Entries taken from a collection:
┄┄┄┄┄┄┄┄┄┄┄┄┄┄┄┄┄┄┄┄

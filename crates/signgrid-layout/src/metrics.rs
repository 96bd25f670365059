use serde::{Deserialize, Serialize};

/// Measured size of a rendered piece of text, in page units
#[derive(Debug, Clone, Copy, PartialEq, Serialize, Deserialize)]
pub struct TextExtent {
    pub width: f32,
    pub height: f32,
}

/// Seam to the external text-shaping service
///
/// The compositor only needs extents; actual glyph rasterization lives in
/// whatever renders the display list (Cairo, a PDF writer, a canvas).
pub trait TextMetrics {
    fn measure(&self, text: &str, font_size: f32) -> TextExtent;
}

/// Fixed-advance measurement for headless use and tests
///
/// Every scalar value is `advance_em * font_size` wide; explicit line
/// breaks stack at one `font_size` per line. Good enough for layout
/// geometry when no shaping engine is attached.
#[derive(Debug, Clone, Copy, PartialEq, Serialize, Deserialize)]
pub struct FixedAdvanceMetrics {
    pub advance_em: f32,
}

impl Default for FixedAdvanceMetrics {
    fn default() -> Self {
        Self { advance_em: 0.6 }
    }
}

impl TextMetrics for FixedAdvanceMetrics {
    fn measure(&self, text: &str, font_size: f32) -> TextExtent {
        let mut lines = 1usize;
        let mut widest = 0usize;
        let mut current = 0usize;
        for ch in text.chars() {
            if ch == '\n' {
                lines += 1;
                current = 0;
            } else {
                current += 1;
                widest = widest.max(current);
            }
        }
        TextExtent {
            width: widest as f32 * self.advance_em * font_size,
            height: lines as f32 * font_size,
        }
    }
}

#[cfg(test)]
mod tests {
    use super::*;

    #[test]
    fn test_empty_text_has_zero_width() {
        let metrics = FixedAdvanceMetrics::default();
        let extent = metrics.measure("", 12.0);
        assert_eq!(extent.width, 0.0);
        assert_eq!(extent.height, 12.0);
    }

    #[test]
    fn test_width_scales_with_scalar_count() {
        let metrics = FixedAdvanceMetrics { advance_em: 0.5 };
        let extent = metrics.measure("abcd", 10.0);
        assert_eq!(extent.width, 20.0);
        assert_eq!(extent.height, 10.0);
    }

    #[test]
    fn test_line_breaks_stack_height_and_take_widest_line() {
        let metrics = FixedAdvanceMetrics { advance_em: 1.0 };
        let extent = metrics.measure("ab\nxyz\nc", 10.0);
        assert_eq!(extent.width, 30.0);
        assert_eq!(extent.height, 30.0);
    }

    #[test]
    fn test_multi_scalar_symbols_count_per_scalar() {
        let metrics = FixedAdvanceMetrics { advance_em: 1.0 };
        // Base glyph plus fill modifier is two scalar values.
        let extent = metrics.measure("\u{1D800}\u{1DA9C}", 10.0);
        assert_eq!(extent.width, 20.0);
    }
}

┄┄┄┄┄┄┄┄┄┄┄┄┄┄┄┄┄┄┄┄

Where the line with "impl TextMetrics for" ends, your copy should end too; please return exactly the lines from the first line of the data through it.

filename crates/signgrid-layout/src/metrics.rs
repository 96bd25f670365059
use serde::{Deserialize, Serialize};

/// Measured size of a rendered piece of text, in page units
#[derive(Debug, Clone, Copy, PartialEq, Serialize, Deserialize)]
pub struct TextExtent {
    pub width: f32,
    pub height: f32,
}

/// Seam to the external text-shaping service
///
/// The compositor only needs extents; actual glyph rasterization lives in
/// whatever renders the display list (Cairo, a PDF writer, a canvas).
pub trait TextMetrics {
    fn measure(&self, text: &str, font_size: f32) -> TextExtent;
}

/// Fixed-advance measurement for headless use and tests
///
/// Every scalar value is `advance_em * font_size` wide; explicit line
/// breaks stack at one `font_size` per line. Good enough for layout
/// geometry when no shaping engine is attached.
#[derive(Debug, Clone, Copy, PartialEq, Serialize, Deserialize)]
pub struct FixedAdvanceMetrics {
    pub advance_em: f32,
}

impl Default for FixedAdvanceMetrics {
    fn default() -> Self {
        Self { advance_em: 0.6 }
    }
}

impl TextMetrics for FixedAdvanceMetrics {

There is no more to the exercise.